> **What to work on**
Copy out each line of the data below in which "tracer" appears.

── Exercise input ──

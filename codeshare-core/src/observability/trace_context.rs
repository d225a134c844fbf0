//! W3C Trace Context propagation for calls to the remote file API.
//!
//! Every outbound request gets `traceparent`/`tracestate` from the current
//! span (when one is being exported) and an `x-request-id` so a single
//! upload or search can be correlated with the server's logs.
//!
//! See: https://www.w3.org/TR/trace-context/

use opentelemetry::trace::TraceContextExt;
use reqwest::header::HeaderMap;
use tracing::Span;
use tracing_opentelemetry::OpenTelemetrySpanExt;

/// Header name for W3C traceparent
pub const TRACEPARENT_HEADER: &str = "traceparent";

/// Header name for W3C tracestate
pub const TRACESTATE_HEADER: &str = "tracestate";

/// Header name for request correlation ID
pub const REQUEST_ID_HEADER: &str = "x-request-id";

/// Inject the current span's trace context into `headers`.
///
/// Leaves `headers` untouched when no valid span context exists, which is the
/// case whenever OTLP export is disabled.
pub fn inject_trace_context(headers: &mut HeaderMap) {
    let span = Span::current();
    let context = span.context();
    let otel_span = context.span();
    let span_context = otel_span.span_context();

    if !span_context.is_valid() {
        return;
    }

    // version-trace_id-span_id-trace_flags
    let traceparent = format!(
        "00-{}-{}-{:02x}",
        span_context.trace_id(),
        span_context.span_id(),
        span_context.trace_flags().to_u8()
    );
    if let Ok(value) = traceparent.parse() {
        headers.insert(TRACEPARENT_HEADER, value);
    }

    let tracestate = span_context.trace_state().header();
    if !tracestate.is_empty()
        && let Ok(value) = tracestate.parse()
    {
        headers.insert(TRACESTATE_HEADER, value);
    }
}

/// Inject trace context and a request ID into headers.
pub fn inject_trace_headers(headers: &mut HeaderMap, request_id: &str) {
    inject_trace_context(headers);

    if let Ok(value) = request_id.parse() {
        headers.insert(REQUEST_ID_HEADER, value);
    }
}

/// A reqwest request that gets trace headers injected when it is sent.
pub struct TracedRequest {
    request: reqwest::RequestBuilder,
    request_id: String,
}

impl TracedRequest {
    pub fn new(request: reqwest::RequestBuilder) -> Self {
        Self {
            request,
            request_id: uuid::Uuid::new_v4().to_string(),
        }
    }

    /// The correlation ID that will be sent as `x-request-id`.
    pub fn request_id(&self) -> &str {
        &self.request_id
    }

    /// Add URL query parameters.
    pub fn query<T: serde::Serialize + ?Sized>(self, query: &T) -> Self {
        Self {
            request: self.request.query(query),
            ..self
        }
    }

    /// Attach a multipart form body.
    pub fn multipart(self, form: reqwest::multipart::Form) -> Self {
        Self {
            request: self.request.multipart(form),
            ..self
        }
    }

    /// Send the request with trace context and request ID headers.
    pub async fn send(self) -> Result<reqwest::Response, reqwest::Error> {
        let mut headers = HeaderMap::new();
        inject_trace_headers(&mut headers, &self.request_id);

        self.request.headers(headers).send().await
    }
}

/// Extension trait for reqwest::Client to create traced requests.
pub trait TracedClientExt {
    fn traced_get(&self, url: &str) -> TracedRequest;
    fn traced_post(&self, url: &str) -> TracedRequest;
}

impl TracedClientExt for reqwest::Client {
    fn traced_get(&self, url: &str) -> TracedRequest {
        TracedRequest::new(self.get(url))
    }

    fn traced_post(&self, url: &str) -> TracedRequest {
        TracedRequest::new(self.post(url))
    }
}
use opentelemetry::KeyValue;
use opentelemetry_otlp::WithExportConfig;
use opentelemetry_sdk::{Resource, runtime, trace as sdktrace};
use thiserror::Error;
use tracing_subscriber::{EnvFilter, layer::SubscriberExt, util::SubscriberInitExt};

#[derive(Debug, Error)]
pub enum TelemetryError {
    #[error("Failed to initialize OTLP tracer: {0}")]
    Exporter(String),

    #[error("Failed to install tracing subscriber: {0}")]
    Subscriber(String),
}

/// Install the global subscriber.
///
/// Events are written as flattened JSON to stderr so they never interleave
/// with the interactive output on stdout. Spans are exported over OTLP only
/// when `otlp_endpoint` is set; `RUST_LOG` overrides `log_level`.
pub fn init_tracing(
    service_name: &str,
    log_level: &str,
    otlp_endpoint: Option<&str>,
) -> Result<(), TelemetryError> {
    let env_filter =
        EnvFilter::try_from_default_env().unwrap_or_else(|_| EnvFilter::new(log_level));

    let telemetry = match otlp_endpoint {
        Some(endpoint) => {
            let otlp_exporter = opentelemetry_otlp::new_exporter()
                .tonic()
                .with_endpoint(endpoint);

            let tracer = opentelemetry_otlp::new_pipeline()
                .tracing()
                .with_exporter(otlp_exporter)
                .with_trace_config(sdktrace::config().with_resource(Resource::new(vec![
                    KeyValue::new("service.name", service_name.to_string()),
                ])))
                .install_batch(runtime::Tokio)
                .map_err(|e| {
                    eprintln!(
                        "Failed to initialize OTLP tracer for '{}' at endpoint '{}': {}",
                        service_name, endpoint, e
                    );
                    TelemetryError::Exporter(e.to_string())
                })?;

            Some(tracing_opentelemetry::layer().with_tracer(tracer))
        }
        None => None,
    };

    tracing_subscriber::registry()
        .with(env_filter)
        .with(telemetry)
        .with(
            tracing_subscriber::fmt::layer()
                .with_writer(std::io::stderr)
                .with_file(true)
                .with_line_number(true)
                .json()
                .flatten_event(true),
        )
        .try_init()
        .map_err(|e| TelemetryError::Subscriber(e.to_string()))
}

───

> **Solution**
    #[error("Failed to initialize OTLP tracer: {0}")]
            let tracer = opentelemetry_otlp::new_pipeline()
                        "Failed to initialize OTLP tracer for '{}' at endpoint '{}': {}",
            Some(tracing_opentelemetry::layer().with_tracer(tracer))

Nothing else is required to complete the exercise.